Records drawn from a dataset:
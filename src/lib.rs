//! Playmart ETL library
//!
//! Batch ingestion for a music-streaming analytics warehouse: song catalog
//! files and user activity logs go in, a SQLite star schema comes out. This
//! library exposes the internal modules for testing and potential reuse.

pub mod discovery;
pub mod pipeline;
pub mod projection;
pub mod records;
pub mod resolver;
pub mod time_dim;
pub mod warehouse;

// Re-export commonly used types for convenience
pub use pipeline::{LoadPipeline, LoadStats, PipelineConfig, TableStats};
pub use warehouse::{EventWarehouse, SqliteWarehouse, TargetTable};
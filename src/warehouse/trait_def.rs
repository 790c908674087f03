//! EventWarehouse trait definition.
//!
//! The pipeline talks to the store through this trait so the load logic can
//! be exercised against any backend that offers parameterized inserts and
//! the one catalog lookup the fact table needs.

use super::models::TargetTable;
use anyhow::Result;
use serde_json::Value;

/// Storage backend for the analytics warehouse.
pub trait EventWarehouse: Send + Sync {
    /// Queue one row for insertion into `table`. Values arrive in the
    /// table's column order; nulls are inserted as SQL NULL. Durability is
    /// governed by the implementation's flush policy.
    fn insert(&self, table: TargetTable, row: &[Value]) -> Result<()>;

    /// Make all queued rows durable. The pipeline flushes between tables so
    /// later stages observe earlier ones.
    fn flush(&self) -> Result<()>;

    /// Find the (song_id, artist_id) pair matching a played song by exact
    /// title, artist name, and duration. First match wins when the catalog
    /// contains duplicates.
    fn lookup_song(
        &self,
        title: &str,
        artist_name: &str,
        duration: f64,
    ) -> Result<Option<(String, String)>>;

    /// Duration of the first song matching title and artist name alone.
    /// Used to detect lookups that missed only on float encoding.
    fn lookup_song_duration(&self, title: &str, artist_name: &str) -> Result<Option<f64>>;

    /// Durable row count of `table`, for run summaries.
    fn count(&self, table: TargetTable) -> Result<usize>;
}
...
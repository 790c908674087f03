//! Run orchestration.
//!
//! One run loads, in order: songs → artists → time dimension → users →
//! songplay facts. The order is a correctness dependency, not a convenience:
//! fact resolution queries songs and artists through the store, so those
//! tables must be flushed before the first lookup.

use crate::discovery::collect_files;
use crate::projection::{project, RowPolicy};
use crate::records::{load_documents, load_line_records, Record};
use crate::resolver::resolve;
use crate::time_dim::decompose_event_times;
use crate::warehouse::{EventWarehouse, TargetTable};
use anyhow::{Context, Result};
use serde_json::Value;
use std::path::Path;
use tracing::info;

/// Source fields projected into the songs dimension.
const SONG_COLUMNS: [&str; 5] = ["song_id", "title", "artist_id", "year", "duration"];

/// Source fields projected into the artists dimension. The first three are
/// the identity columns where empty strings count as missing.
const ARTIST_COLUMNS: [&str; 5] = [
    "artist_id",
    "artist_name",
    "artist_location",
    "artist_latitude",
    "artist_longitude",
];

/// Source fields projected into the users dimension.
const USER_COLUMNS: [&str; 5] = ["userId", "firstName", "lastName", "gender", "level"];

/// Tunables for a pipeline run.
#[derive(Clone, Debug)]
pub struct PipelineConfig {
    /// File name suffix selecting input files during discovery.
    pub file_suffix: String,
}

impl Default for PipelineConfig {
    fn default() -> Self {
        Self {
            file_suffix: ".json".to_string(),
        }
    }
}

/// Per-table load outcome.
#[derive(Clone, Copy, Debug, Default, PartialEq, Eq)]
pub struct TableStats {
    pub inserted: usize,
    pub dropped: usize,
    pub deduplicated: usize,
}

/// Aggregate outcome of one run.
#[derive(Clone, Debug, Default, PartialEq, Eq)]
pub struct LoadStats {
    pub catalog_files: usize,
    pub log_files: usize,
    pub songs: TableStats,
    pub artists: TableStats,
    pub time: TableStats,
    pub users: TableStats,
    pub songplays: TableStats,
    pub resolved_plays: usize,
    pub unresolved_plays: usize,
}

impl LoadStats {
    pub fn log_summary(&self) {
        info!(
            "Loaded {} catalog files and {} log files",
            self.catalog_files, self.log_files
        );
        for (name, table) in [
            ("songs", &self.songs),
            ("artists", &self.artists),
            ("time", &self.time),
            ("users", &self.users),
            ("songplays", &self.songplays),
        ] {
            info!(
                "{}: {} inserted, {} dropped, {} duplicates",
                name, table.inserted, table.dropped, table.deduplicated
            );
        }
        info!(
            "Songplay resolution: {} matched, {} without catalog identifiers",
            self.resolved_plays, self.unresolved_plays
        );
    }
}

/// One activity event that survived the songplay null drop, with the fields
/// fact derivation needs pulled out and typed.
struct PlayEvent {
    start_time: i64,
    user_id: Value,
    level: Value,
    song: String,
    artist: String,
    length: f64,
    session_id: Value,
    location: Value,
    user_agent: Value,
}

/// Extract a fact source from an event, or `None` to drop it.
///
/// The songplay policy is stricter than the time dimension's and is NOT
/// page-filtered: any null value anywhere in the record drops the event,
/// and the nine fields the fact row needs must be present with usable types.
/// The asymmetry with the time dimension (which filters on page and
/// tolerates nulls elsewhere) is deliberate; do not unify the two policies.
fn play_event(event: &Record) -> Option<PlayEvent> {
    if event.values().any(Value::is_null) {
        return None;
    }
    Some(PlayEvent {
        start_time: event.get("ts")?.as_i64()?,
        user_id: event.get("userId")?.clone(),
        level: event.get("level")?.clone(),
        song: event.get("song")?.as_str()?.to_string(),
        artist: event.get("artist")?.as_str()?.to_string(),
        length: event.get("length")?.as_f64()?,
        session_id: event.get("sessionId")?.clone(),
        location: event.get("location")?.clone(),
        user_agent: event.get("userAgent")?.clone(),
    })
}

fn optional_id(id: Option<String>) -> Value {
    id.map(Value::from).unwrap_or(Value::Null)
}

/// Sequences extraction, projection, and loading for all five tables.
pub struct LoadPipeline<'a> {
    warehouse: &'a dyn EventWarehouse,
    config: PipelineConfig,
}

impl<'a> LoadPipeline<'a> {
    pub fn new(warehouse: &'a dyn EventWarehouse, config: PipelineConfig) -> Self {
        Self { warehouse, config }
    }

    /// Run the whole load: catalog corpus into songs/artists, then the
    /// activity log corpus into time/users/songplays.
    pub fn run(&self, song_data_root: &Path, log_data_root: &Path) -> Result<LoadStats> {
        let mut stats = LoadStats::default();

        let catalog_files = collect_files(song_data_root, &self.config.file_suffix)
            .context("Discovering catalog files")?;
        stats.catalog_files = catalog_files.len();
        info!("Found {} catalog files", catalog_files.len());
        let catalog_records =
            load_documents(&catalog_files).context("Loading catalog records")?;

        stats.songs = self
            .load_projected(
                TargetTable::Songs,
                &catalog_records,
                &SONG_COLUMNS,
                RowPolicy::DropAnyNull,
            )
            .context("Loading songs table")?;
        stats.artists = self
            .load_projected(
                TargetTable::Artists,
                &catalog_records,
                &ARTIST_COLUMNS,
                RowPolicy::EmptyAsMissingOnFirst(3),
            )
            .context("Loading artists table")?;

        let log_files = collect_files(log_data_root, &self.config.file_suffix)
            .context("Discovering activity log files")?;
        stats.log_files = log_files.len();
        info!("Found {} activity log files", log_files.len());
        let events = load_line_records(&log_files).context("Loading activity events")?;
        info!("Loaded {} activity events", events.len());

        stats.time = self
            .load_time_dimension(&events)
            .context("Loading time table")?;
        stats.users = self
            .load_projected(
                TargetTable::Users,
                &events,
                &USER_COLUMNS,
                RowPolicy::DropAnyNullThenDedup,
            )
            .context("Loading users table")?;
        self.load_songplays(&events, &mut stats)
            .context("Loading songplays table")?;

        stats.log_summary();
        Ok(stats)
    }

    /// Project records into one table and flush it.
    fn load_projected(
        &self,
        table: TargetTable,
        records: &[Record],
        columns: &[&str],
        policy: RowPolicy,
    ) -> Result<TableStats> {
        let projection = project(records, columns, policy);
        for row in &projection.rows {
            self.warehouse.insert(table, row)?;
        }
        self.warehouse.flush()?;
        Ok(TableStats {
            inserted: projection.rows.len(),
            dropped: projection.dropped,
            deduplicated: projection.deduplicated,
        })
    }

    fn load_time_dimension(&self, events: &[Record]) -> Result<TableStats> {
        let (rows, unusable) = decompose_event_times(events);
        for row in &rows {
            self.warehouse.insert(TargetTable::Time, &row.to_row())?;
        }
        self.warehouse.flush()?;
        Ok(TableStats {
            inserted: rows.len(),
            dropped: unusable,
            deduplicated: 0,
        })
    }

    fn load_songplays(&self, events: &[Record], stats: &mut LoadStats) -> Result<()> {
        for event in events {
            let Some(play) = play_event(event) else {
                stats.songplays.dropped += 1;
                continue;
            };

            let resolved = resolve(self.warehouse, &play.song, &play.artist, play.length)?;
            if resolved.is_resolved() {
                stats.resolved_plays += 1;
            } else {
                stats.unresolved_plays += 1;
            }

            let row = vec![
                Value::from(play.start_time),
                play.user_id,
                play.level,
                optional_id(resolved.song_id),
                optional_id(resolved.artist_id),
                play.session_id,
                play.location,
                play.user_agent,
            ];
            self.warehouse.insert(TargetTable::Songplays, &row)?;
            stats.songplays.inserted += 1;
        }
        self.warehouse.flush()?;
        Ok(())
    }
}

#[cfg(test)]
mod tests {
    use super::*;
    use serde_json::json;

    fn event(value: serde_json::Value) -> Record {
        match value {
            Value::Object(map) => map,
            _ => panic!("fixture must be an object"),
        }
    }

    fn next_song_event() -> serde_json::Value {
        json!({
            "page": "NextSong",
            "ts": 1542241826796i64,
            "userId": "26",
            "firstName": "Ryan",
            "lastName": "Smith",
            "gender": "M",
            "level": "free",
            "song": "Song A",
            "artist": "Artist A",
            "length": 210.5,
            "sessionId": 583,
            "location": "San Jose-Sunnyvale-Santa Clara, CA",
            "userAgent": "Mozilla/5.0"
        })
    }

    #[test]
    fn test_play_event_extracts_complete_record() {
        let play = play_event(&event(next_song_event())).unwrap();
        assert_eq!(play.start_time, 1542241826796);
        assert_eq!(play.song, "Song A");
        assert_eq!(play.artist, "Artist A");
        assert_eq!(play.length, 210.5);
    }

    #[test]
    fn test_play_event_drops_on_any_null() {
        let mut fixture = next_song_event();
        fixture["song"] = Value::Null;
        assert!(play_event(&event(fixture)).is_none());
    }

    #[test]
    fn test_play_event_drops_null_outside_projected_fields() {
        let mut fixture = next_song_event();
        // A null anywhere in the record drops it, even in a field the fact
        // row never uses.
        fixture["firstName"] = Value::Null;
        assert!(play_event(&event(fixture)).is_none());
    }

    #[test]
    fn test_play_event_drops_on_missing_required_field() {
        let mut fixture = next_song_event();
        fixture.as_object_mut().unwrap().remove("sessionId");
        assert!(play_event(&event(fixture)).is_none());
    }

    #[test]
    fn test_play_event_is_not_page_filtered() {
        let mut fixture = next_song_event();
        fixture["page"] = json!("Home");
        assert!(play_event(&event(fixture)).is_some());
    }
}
--
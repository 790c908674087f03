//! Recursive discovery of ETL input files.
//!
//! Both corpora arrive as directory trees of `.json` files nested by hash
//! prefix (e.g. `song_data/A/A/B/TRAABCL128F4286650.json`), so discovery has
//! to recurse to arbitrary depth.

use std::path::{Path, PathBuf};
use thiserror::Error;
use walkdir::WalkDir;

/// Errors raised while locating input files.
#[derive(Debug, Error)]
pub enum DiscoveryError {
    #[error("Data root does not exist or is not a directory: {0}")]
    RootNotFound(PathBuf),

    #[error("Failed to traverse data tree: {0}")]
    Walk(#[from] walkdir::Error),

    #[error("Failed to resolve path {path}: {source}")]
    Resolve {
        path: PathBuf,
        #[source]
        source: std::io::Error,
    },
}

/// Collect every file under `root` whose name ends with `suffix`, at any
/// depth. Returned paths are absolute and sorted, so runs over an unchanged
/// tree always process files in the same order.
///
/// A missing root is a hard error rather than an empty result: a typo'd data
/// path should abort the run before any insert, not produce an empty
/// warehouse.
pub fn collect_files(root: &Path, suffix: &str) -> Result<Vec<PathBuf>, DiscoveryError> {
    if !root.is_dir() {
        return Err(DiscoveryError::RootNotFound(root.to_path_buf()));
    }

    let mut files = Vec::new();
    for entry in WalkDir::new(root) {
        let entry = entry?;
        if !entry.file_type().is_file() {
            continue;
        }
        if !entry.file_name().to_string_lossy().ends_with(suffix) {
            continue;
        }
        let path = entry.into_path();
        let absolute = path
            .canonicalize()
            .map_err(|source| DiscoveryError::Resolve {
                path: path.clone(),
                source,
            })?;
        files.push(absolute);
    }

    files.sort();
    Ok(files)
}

▶ [Aim of the task]:
The required answer is each line of the data in which the word "PlayEvent" appears.

▶ [Your response]:
struct PlayEvent {
fn play_event(event: &Record) -> Option<PlayEvent> {
    Some(PlayEvent {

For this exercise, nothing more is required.